Having more than one buyer persona is a balancing act. If they're very different, you may feel like you're constantly in danger of not giving one enough attention, or confusing your personas with untargeted content. Add the problem of keeping all your content grouped together on one social media page, and you're really lost. Some brands have found a way to fix this issue on LinkedIn, specifically, by creating something called Showcase Pages. Let's take Gap as an example -- they've got a page for Old Navy, Banana Republic, Gap, and Gap Inc. But those pages aren't all connected or centralized around Gap Inc. Showcase Pages, however, fix this problem.
What are Showcase Pages?
Showcase Pages are niche pages off of a company page. They allow a company to promote specific products or market to a specific buyer persona. LinkedIn users can follow singular Showcase Pages without following the business or their other Showcase Pages. This allows businesses to promote for and cater to the audience specific to the page.
In other words, if you have a pet boutique, your dog-lover customers won’t be subjected to reading about your blog post on the new tank cleaning spray for iguanas. With Showcase Pages, marketers can create hassle-free content that's personalized to the audience they’re selling to.
This allows companies to drill down into each of their buyer personas more deeply and keep content personal and interesting. Once that content is published, LinkedIn provides businesses with useful, dedicated analytics for each page.
Microsoft, along with Cisco, Intel, and Adobe were among the first to implement Showcase Pages into their marketing strategy. Microsoft has been particularly successful, with Showcase Pages that have upwards of 9,000 followers.
It's important to note that if your business already has more than one Company Page, there's no easy way to move these from Company Pages to Showcase Pages. The LinkedIn blog does say, however, that they're exploring the opportunity to have this available in the future. It's also important to note that Showcase Pages can only link back to one centralized Company Page.
Differences Between Showcase Pages and Other LinkedIn Pages
Here's what's important to know to differentiate Showcase Pages in your head from the other LinkedIn Pages.
- Showcase Pages have a larger hero image.
- They have a two-column newspaper-like layout for content posts.
- Unlike Group Pages, businesses can advertise and buy sponsored updates.
- Unlike Company Pages, there are no careers, products, or services tabs at the top of the page.
- All Showcase Pages link directly back to the business page. This means your pages are all centralized around your company.
- Employee profiles cannot be associated with a Showcase Page.
How do I make a Showcase Page?
- Click on the drop down to the right of the “Edit” button and click on “Create a Showcase Page."
- Decide on a page name and administrator -- it must be different than the main page because it's used in creating a custom URL. Click "Create Page."
- You can then enter information as you would for a regular page including website links, industry, and images.
- Click “Publish."
- Create content for your niche community.
- You can create up to ten free Showcase Pages.

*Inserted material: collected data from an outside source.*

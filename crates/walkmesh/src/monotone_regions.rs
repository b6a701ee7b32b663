use crate::{CompactHeightfield, RegionId, region_merge::RegionError};

/// The region seen below a row segment during a sweep.
#[derive(Debug, Clone, Copy, Default, PartialEq, Eq)]
enum SweepNeighbor {
    #[default]
    None,
    Unique(RegionId),
    /// The segment touches more than one region in the previous row.
    Ambiguous,
}

#[derive(Debug, Clone, Copy, Default)]
struct SweepSpan {
    /// The region the segment is remapped to
    id: RegionId,
    /// Number of spans connecting the segment to its neighbor region
    samples: u16,
    neighbor: SweepNeighbor,
}

impl CompactHeightfield {
    /// Builds region data for the heightfield using simple monotone partitioning.
    ///
    /// Monotone partitioning is fast and always produces regions without holes or overlaps,
    /// but the regions can be long and thin.
    ///
    /// See [`CompactHeightfield::build_regions`] for the meaning of the parameters.
    /// Unlike watershed partitioning, this does not need the distance field.
    pub fn build_regions_monotone(
        &mut self,
        border_size: u16,
        min_region_area: u16,
        merge_region_area: u16,
    ) -> Result<(), RegionError> {
        let mut src_reg = vec![RegionId::NONE; self.spans.len()];
        let region_id = self.sweep_monotone_regions(border_size, &mut src_reg)?;
        self.border_size = border_size;

        // Merge regions and filter out small regions.
        let (max_region, _overlaps) = self.merge_and_filter_regions(
            min_region_area as usize,
            merge_region_area as usize,
            region_id,
            &mut src_reg,
        );
        // Monotone partitioning does not generate overlapping regions.
        self.max_region = max_region;

        for (span, region) in self.spans.iter_mut().zip(src_reg) {
            span.region = region;
        }
        Ok(())
    }

    /// Sweeps the heightfield row by row, starting a new region for each row segment
    /// unless the segment continues exactly one region of the previous row.
    ///
    /// Returns the next free region id.
    pub(crate) fn sweep_monotone_regions(
        &self,
        border_size: u16,
        src_reg: &mut [RegionId],
    ) -> Result<RegionId, RegionError> {
        let mut id = RegionId::from(1);

        // Mark border regions.
        if border_size > 0 {
            id = self.paint_border_regions(border_size, id, src_reg);
        }

        let mut sweeps: Vec<SweepSpan> =
            Vec::with_capacity(self.width.max(self.height) as usize + 1);
        let mut prev: Vec<u16> = Vec::with_capacity(256);

        let max_x = self.width.saturating_sub(border_size);
        let max_z = self.height.saturating_sub(border_size);

        // Sweep one line at a time.
        for z in border_size..max_z {
            // Collect spans from this row.
            prev.clear();
            prev.resize(id.bits() as usize + 1, 0);
            sweeps.clear();
            // Row-local id 0 means "no region".
            sweeps.push(SweepSpan::default());

            for x in border_size..max_x {
                for i in self.cell_at(x, z).index_range() {
                    let area = self.areas[i];
                    if !area.is_walkable() {
                        continue;
                    }

                    // -x
                    let mut previd = self
                        .neighbor(x as i32, z as i32, i, 0)
                        .filter(|(_, _, a_index)| {
                            !src_reg[*a_index].is_border() && self.areas[*a_index] == area
                        })
                        .map_or(0, |(_, _, a_index)| src_reg[a_index].bits() as usize);

                    if previd == 0 {
                        previd = sweeps.len();
                        sweeps.push(SweepSpan::default());
                    }

                    // -z
                    if let Some((_, _, a_index)) = self.neighbor(x as i32, z as i32, i, 3) {
                        let nr = src_reg[a_index];
                        if nr != RegionId::NONE && !nr.is_border() && self.areas[a_index] == area {
                            let sweep = &mut sweeps[previd];
                            match sweep.neighbor {
                                SweepNeighbor::None => {
                                    sweep.neighbor = SweepNeighbor::Unique(nr);
                                    sweep.samples += 1;
                                    prev[nr.bits() as usize] += 1;
                                }
                                SweepNeighbor::Unique(neighbor) if neighbor == nr => {
                                    sweep.samples += 1;
                                    prev[nr.bits() as usize] += 1;
                                }
                                _ => sweep.neighbor = SweepNeighbor::Ambiguous,
                            }
                        }
                    }

                    src_reg[i] = RegionId::from(previd as u16);
                }
            }

            // Create unique ID.
            for sweep in sweeps.iter_mut().skip(1) {
                // If the neighbour is set and there is only one continuous connection to it,
                // the sweep will be merged with the previous one, else new region is created.
                match sweep.neighbor {
                    SweepNeighbor::Unique(neighbor)
                        if prev[neighbor.bits() as usize] == sweep.samples =>
                    {
                        sweep.id = neighbor;
                    }
                    _ => {
                        if id.bits() > RegionId::MAX.bits() {
                            return Err(RegionError::TooManyRegions);
                        }
                        sweep.id = id;
                        id = id.next();
                    }
                }
            }

            // Remap IDs
            for x in border_size..max_x {
                for i in self.cell_at(x, z).index_range() {
                    let region = src_reg[i];
                    if region != RegionId::NONE
                        && !region.is_border()
                        && (region.bits() as usize) < sweeps.len()
                    {
                        src_reg[i] = sweeps[region.bits() as usize].id;
                    }
                }
            }
        }
        Ok(id)
    }
}

#[cfg(test)]
mod tests {
    use glam::{UVec3, Vec3, Vec3A};

    use crate::{Aabb3d, HeightfieldBuilder, TriMesh, span::AreaType};

    use super::*;

    fn quad_field(size: f32) -> CompactHeightfield {
        let mut heightfield = HeightfieldBuilder {
            aabb: Aabb3d {
                min: Vec3::ZERO,
                max: Vec3::new(size, 4.0, size),
            },
            cell_size: 1.0,
            cell_height: 1.0,
        }
        .build()
        .unwrap();
        let trimesh = TriMesh {
            vertices: vec![
                Vec3A::new(0.0, 1.0, 0.0),
                Vec3A::new(0.0, 1.0, size),
                Vec3A::new(size, 1.0, size),
                Vec3A::new(size, 1.0, 0.0),
            ],
            indices: vec![UVec3::new(0, 1, 2), UVec3::new(0, 2, 3)],
            area_types: vec![AreaType::DEFAULT_WALKABLE; 2],
        };
        heightfield.rasterize_triangles(&trimesh, 1).unwrap();
        heightfield.into_compact(2, 1).unwrap()
    }

    #[test]
    fn rectangle_is_one_monotone_region() {
        let mut field = quad_field(8.0);
        field.build_regions_monotone(0, 1, 0).unwrap();
        assert_eq!(field.max_region, RegionId::from(1));
        assert!(field.spans.iter().all(|span| span.region == RegionId::from(1)));
    }

    #[test]
    fn notch_splits_rows() {
        let mut field = quad_field(8.0);
        // A wall along x = 4 for z >= 4 splits the upper rows into two segments.
        for (x, z, i) in field.iter_spans().collect::<Vec<_>>() {
            if x == 4 && z >= 4 {
                field.areas[i] = AreaType::NOT_WALKABLE;
            }
        }
        let mut src_reg = vec![RegionId::NONE; field.spans.len()];
        let next = field.sweep_monotone_regions(0, &mut src_reg).unwrap();
        let lower = src_reg[field.cell_at(0, 0).index() as usize];
        let upper_left = src_reg[field.cell_at(0, 6).index() as usize];
        let upper_right = src_reg[field.cell_at(6, 6).index() as usize];
        assert_ne!(upper_left, upper_right);
        assert_ne!(lower, upper_left);
        assert_ne!(lower, upper_right);
        assert_eq!(next, RegionId::from(4));
    }

    #[test]
    fn sweep_skips_border() {
        let field = quad_field(8.0);
        let mut src_reg = vec![RegionId::NONE; field.spans.len()];
        field.sweep_monotone_regions(2, &mut src_reg).unwrap();
        assert!(src_reg[field.cell_at(0, 0).index() as usize].is_border());
        let inner = src_reg[field.cell_at(4, 4).index() as usize];
        assert!(!inner.is_border());
        assert_eq!(inner, RegionId::from(5));
    }
}
//! Builds a navmesh tile by tile on the xz-plane.
//!
//! Tiles are built independently of each other on the rayon thread pool. Each tile is rasterized with a
//! border of [`NavmeshConfig::border_size`] cells so that the edges of neighboring tiles line up.

use std::sync::atomic::{AtomicBool, AtomicUsize, Ordering};

use glam::{Vec2, Vec3, Vec3Swizzles as _};
use rayon::prelude::*;
use thiserror::Error;

use crate::{
    HeightfieldLayerSet, NavmeshConfig,
    config::NavmeshConfigError,
    input::InputGeometry,
    main_api::{Navmesh, NavmeshError, build_layers, build_navmesh},
    math::{Aabb2d, Aabb3d},
};

/// A tile coordinate on the xz-plane.
#[derive(Debug, Clone, Copy, PartialEq, Eq, Hash, PartialOrd, Ord)]
#[cfg_attr(feature = "serialize", derive(serde::Serialize, serde::Deserialize))]
pub struct TileCoord {
    /// The tile index along the x-axis
    pub x: u16,
    /// The tile index along the z-axis
    pub z: u16,
}

/// The tile grid over [`NavmeshConfig::aabb`].
#[derive(Debug, Clone)]
pub struct TiledNavmeshConfig {
    /// The configuration every tile is built with. Its AABB covers all tiles.
    pub config: NavmeshConfig,
    /// Number of tiles along the x-axis
    pub tiles_x: u16,
    /// Number of tiles along the z-axis
    pub tiles_z: u16,
}

/// A single built tile.
#[derive(Debug, Clone)]
pub struct NavmeshTile {
    /// Where the tile is in the grid
    pub coord: TileCoord,
    /// The navmesh of the tile. Only off-mesh connections starting inside the tile are kept.
    pub navmesh: Navmesh,
}

/// Progress notifications of [`TiledNavmeshConfig::build_tiles`] and [`TiledNavmeshConfig::build_layer_tiles`].
#[derive(Debug, Clone, Copy)]
pub enum TileEvent<'a> {
    /// A tile was built.
    Finished {
        /// The tile
        coord: TileCoord,
        /// How many tiles were processed so far, including failed ones
        processed: usize,
        /// The number of tiles in the grid
        total: usize,
    },
    /// A tile failed to build and is left out of the result.
    Failed {
        /// The tile
        coord: TileCoord,
        /// Why the tile failed
        error: &'a TileError,
    },
    /// A tile was not started because the build was cancelled.
    Cancelled {
        /// The tile
        coord: TileCoord,
    },
}

impl TiledNavmeshConfig {
    /// Lays a grid of tiles of [`NavmeshConfig::tile_size`] cells over [`NavmeshConfig::aabb`].
    ///
    /// # Errors
    ///
    /// Returns an error if the tile size is zero or the config is invalid.
    pub fn new(config: NavmeshConfig) -> Result<Self, TiledNavmeshError> {
        config.validate()?;
        if config.tile_size == 0 {
            return Err(TiledNavmeshError::TilingNotEnabled);
        }
        let size = config.aabb.size();
        let tile_world_size = config.tile_size as f32 * config.cell_size;
        let tiles_x = (size.x / tile_world_size).ceil() as u16;
        let tiles_z = (size.z / tile_world_size).ceil() as u16;
        Ok(Self {
            config,
            tiles_x,
            tiles_z,
        })
    }

    /// Returns the total number of tiles.
    pub fn tile_count(&self) -> usize {
        self.tiles_x as usize * self.tiles_z as usize
    }

    /// Returns all tile coordinates, row by row.
    pub fn tile_coords(&self) -> impl Iterator<Item = TileCoord> {
        let tiles_x = self.tiles_x;
        (0..self.tiles_z).flat_map(move |z| (0..tiles_x).map(move |x| TileCoord { x, z }))
    }

    /// The area of the tile without its border.
    pub fn tile_rect(&self, coord: TileCoord) -> Aabb2d {
        let tile_world_size = self.config.tile_size as f32 * self.config.cell_size;
        let min = self.config.aabb.min.xz()
            + Vec2::new(coord.x as f32, coord.z as f32) * tile_world_size;
        Aabb2d {
            min,
            max: min + tile_world_size,
        }
    }

    /// The AABB a tile is rasterized in, including its border.
    pub fn tile_aabb(&self, coord: TileCoord) -> Aabb3d {
        let rect = self.tile_rect(coord);
        let border = self.config.border_size as f32 * self.config.cell_size;
        Aabb3d {
            min: Vec3::new(rect.min.x - border, self.config.aabb.min.y, rect.min.y - border),
            max: Vec3::new(rect.max.x + border, self.config.aabb.max.y, rect.max.y + border),
        }
    }

    /// The config a single tile is built with.
    pub fn tile_config(&self, coord: TileCoord) -> NavmeshConfig {
        let size = self.config.tile_size + self.config.border_size * 2;
        NavmeshConfig {
            aabb: self.tile_aabb(coord),
            width: size,
            height: size,
            ..self.config.clone()
        }
    }

    /// Builds the navmesh of a single tile.
    pub fn build_tile(
        &self,
        coord: TileCoord,
        input: &impl InputGeometry,
    ) -> Result<NavmeshTile, TileError> {
        let _span = tracing::info_span!("build_tile", x = coord.x, z = coord.z).entered();
        let mut navmesh = build_navmesh(input, &self.tile_config(coord))
            .map_err(|source| TileError { coord, source })?;
        let rect = self.tile_rect(coord);
        navmesh.off_mesh_connections.retain(|connection| {
            let start = connection.start.xz();
            start.cmpge(rect.min).all() && start.cmplt(rect.max).all()
        });
        Ok(NavmeshTile { coord, navmesh })
    }

    /// Builds the heightfield layers of a single tile.
    pub fn build_tile_layers(
        &self,
        coord: TileCoord,
        input: &impl InputGeometry,
    ) -> Result<HeightfieldLayerSet, TileError> {
        let _span = tracing::info_span!("build_tile_layers", x = coord.x, z = coord.z).entered();
        build_layers(input, &self.tile_config(coord)).map_err(|source| TileError { coord, source })
    }

    /// Builds all tiles in parallel.
    ///
    /// Tiles that fail are reported through `on_event` and left out of the result.
    /// Once `cancel` is set, tiles that have not started yet are skipped.
    pub fn build_tiles<G, F>(&self, input: &G, cancel: &AtomicBool, on_event: F) -> Vec<NavmeshTile>
    where
        G: InputGeometry + Sync,
        F: Fn(TileEvent<'_>) + Sync,
    {
        self.run_parallel(cancel, on_event, |coord| self.build_tile(coord, input))
    }

    /// Builds the heightfield layers of all tiles in parallel.
    ///
    /// Behaves like [`TiledNavmeshConfig::build_tiles`].
    pub fn build_layer_tiles<G, F>(
        &self,
        input: &G,
        cancel: &AtomicBool,
        on_event: F,
    ) -> Vec<(TileCoord, HeightfieldLayerSet)>
    where
        G: InputGeometry + Sync,
        F: Fn(TileEvent<'_>) + Sync,
    {
        self.run_parallel(cancel, on_event, |coord| {
            self.build_tile_layers(coord, input).map(|layers| (coord, layers))
        })
    }

    fn run_parallel<T, F, B>(&self, cancel: &AtomicBool, on_event: F, build: B) -> Vec<T>
    where
        T: Send,
        F: Fn(TileEvent<'_>) + Sync,
        B: Fn(TileCoord) -> Result<T, TileError> + Sync,
    {
        let total = self.tile_count();
        let processed = AtomicUsize::new(0);
        let coords: Vec<_> = self.tile_coords().collect();
        let tiles: Vec<T> = coords
            .into_par_iter()
            .filter_map(|coord| {
                if cancel.load(Ordering::Relaxed) {
                    on_event(TileEvent::Cancelled { coord });
                    return None;
                }
                let result = build(coord);
                let processed = processed.fetch_add(1, Ordering::Relaxed) + 1;
                match result {
                    Ok(tile) => {
                        on_event(TileEvent::Finished {
                            coord,
                            processed,
                            total,
                        });
                        Some(tile)
                    }
                    Err(error) => {
                        tracing::error!("{error}");
                        on_event(TileEvent::Failed {
                            coord,
                            error: &error,
                        });
                        None
                    }
                }
            })
            .collect();
        tracing::debug!(built = tiles.len(), total, "finished building tiles");
        tiles
    }
}

/// Errors when setting up a [`TiledNavmeshConfig`].
#[derive(Error, Debug, Clone, PartialEq)]
pub enum TiledNavmeshError {
    /// The tile size is zero.
    #[error("Tiling is not enabled in the config")]
    TilingNotEnabled,
    /// The config cannot be built with.
    #[error(transparent)]
    Config(#[from] NavmeshConfigError),
}

/// A tile that failed to build.
#[derive(Error, Debug, Clone, PartialEq)]
#[error("Failed to build tile ({}, {}): {source}", .coord.x, .coord.z)]
pub struct TileError {
    /// The tile that failed
    pub coord: TileCoord,
    /// Why it failed
    #[source]
    pub source: NavmeshError,
}

#[cfg(test)]
mod tests {
    use std::sync::Mutex;

    use glam::{UVec3, Vec3A};

    use super::*;
    use crate::{
        AreaType, NavmeshConfigBuilder, TriMesh,
        input::{InputMesh, OffMeshConnection},
    };

    fn floor() -> TriMesh {
        let mut trimesh = TriMesh::new(
            vec![
                Vec3A::new(0.0, 0.0, 0.0),
                Vec3A::new(0.0, 0.0, 10.0),
                Vec3A::new(10.0, 0.0, 10.0),
                Vec3A::new(10.0, 0.0, 0.0),
            ],
            vec![UVec3::new(0, 1, 2), UVec3::new(0, 2, 3)],
        );
        trimesh.mark_walkable_triangles(45.0_f32.to_radians());
        trimesh
    }

    fn tiled() -> TiledNavmeshConfig {
        let config = NavmeshConfigBuilder {
            tiling: true,
            tile_size: 16,
            aabb: floor().compute_aabb().unwrap(),
            ..Default::default()
        }
        .build();
        TiledNavmeshConfig::new(config).unwrap()
    }

    #[test]
    fn grid_covers_the_aabb() {
        let tiled = tiled();
        assert_eq!((tiled.tiles_x, tiled.tiles_z), (3, 3));
        let coords: Vec<_> = tiled.tile_coords().collect();
        assert_eq!(coords.len(), 9);
        assert_eq!(coords[1], TileCoord { x: 1, z: 0 });
    }

    #[test]
    fn tile_aabb_includes_border() {
        let tiled = tiled();
        let aabb = tiled.tile_aabb(TileCoord { x: 0, z: 0 });
        let border = tiled.config.border_size as f32 * tiled.config.cell_size;
        approx::assert_relative_eq!(aabb.min.x, -border);
        approx::assert_relative_eq!(aabb.max.z, 16.0 * 0.3 + border);
        let config = tiled.tile_config(TileCoord { x: 0, z: 0 });
        assert_eq!(config.width, 16 + 2 * tiled.config.border_size);
    }

    #[test]
    fn tiling_needs_a_tile_size() {
        let mut config = NavmeshConfig::default();
        config.tile_size = 0;
        assert_eq!(
            TiledNavmeshConfig::new(config).unwrap_err(),
            TiledNavmeshError::TilingNotEnabled
        );
    }

    #[test]
    fn builds_all_tiles_in_parallel() {
        let tiled = tiled();
        let events = Mutex::new(Vec::new());
        let tiles = tiled.build_tiles(&floor(), &AtomicBool::new(false), |event| {
            if let TileEvent::Finished { processed, total, .. } = event {
                events.lock().unwrap().push((processed, total));
            }
        });
        assert_eq!(tiles.len(), 9);
        let mut events = events.into_inner().unwrap();
        events.sort();
        assert_eq!(events.last(), Some(&(9, 9)));
        assert_eq!(events.len(), 9);

        let center = tiles
            .iter()
            .find(|tile| tile.coord == TileCoord { x: 1, z: 1 })
            .unwrap();
        assert!(center.navmesh.polygon_mesh.polygon_count() > 0);
    }

    #[test]
    fn cancelled_build_skips_all_tiles() {
        let tiled = tiled();
        let cancelled = AtomicUsize::new(0);
        let tiles = tiled.build_tiles(&floor(), &AtomicBool::new(true), |event| {
            if let TileEvent::Cancelled { .. } = event {
                cancelled.fetch_add(1, Ordering::Relaxed);
            }
        });
        assert!(tiles.is_empty());
        assert_eq!(cancelled.into_inner(), 9);
    }

    #[test]
    fn off_mesh_connections_stay_with_their_start_tile() {
        let tiled = tiled();
        let input = InputMesh {
            off_mesh_connections: vec![OffMeshConnection {
                start: Vec3A::new(6.0, 0.0, 6.0),
                end: Vec3A::new(1.0, 0.0, 1.0),
                radius: 0.5,
                bidirectional: false,
                area: AreaType::DEFAULT_WALKABLE,
                flags: 1,
            }],
            ..InputMesh::from(floor())
        };
        let center = tiled.build_tile(TileCoord { x: 1, z: 1 }, &input).unwrap();
        assert_eq!(center.navmesh.off_mesh_connections.len(), 1);
        let corner = tiled.build_tile(TileCoord { x: 0, z: 0 }, &input).unwrap();
        assert!(corner.navmesh.off_mesh_connections.is_empty());
    }

    #[test]
    fn layer_tiles_are_built() {
        let tiled = tiled();
        let layers = tiled.build_layer_tiles(&floor(), &AtomicBool::new(false), |_| {});
        assert_eq!(layers.len(), 9);
        let (_, center) = layers
            .iter()
            .find(|(coord, _)| *coord == TileCoord { x: 1, z: 1 })
            .unwrap();
        assert_eq!(center.layers.len(), 1);
    }
}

Microsoft: A Great Example of Showcase Pages
For Microsoft, each Showcase Page is associated with a product and has its own specific content strategy. The style of the images and the overall aesthetic and voice tie back to the greater vision for the brand, but the pages have their own voice, strategy, and brand story. Microsoft has showcase pages for Microsoft Office, Lync, Visual Studio, Bing Ads, and more.
Microsoft's Showcase Pages: Lync vs. Office
Microsoft Office is a suite of computer applications that help users with day to day tasks in the office like creating slideshows, spreadsheets, and documents. (Just in case you didn't know ... you know what they say when you assume.) Microsoft Lync, on the other hand, is a messaging client that allows users to take part in telephone calls, instant messaging, video calls, and video conferences and meetings.
Because both products have different functions and different buyer personas, their Showcase Pages feature people doing different things, and share different kinds of content.
Below, you can see that the hero image for Office depicts a young man, focused in an office setting with the text "#GetItDone."
The Lync hero image is still technology related, but that man is outside and using his technology for leisure. The text "Connects people everywhere" suggests a different focus than Office.
The content for both is related to the hero image, but different from each other in subject matter. Office focuses on product updates, business conferences, and general changes in Microsoft.
Lync, contrastingly, focuses on real life impact of their product by spreading news on specific stories and, studies with evidence. They also share information on new features for their product.
Showcase Pages are also a simple way to create a customized page for a certain campaign or event. The pages could also be used as a help center, FAQ forum, or outlet for product training.
For instance, their Microsoft Office page shows people vigilantly at work and displays the words “#GetItDone” in its hero image. This page has content on “doing more in less time," related events, Office’s anniversary, and Office help.
So, what do you think of LinkedIn's Showcase Pages? Will you set one up? Have you already?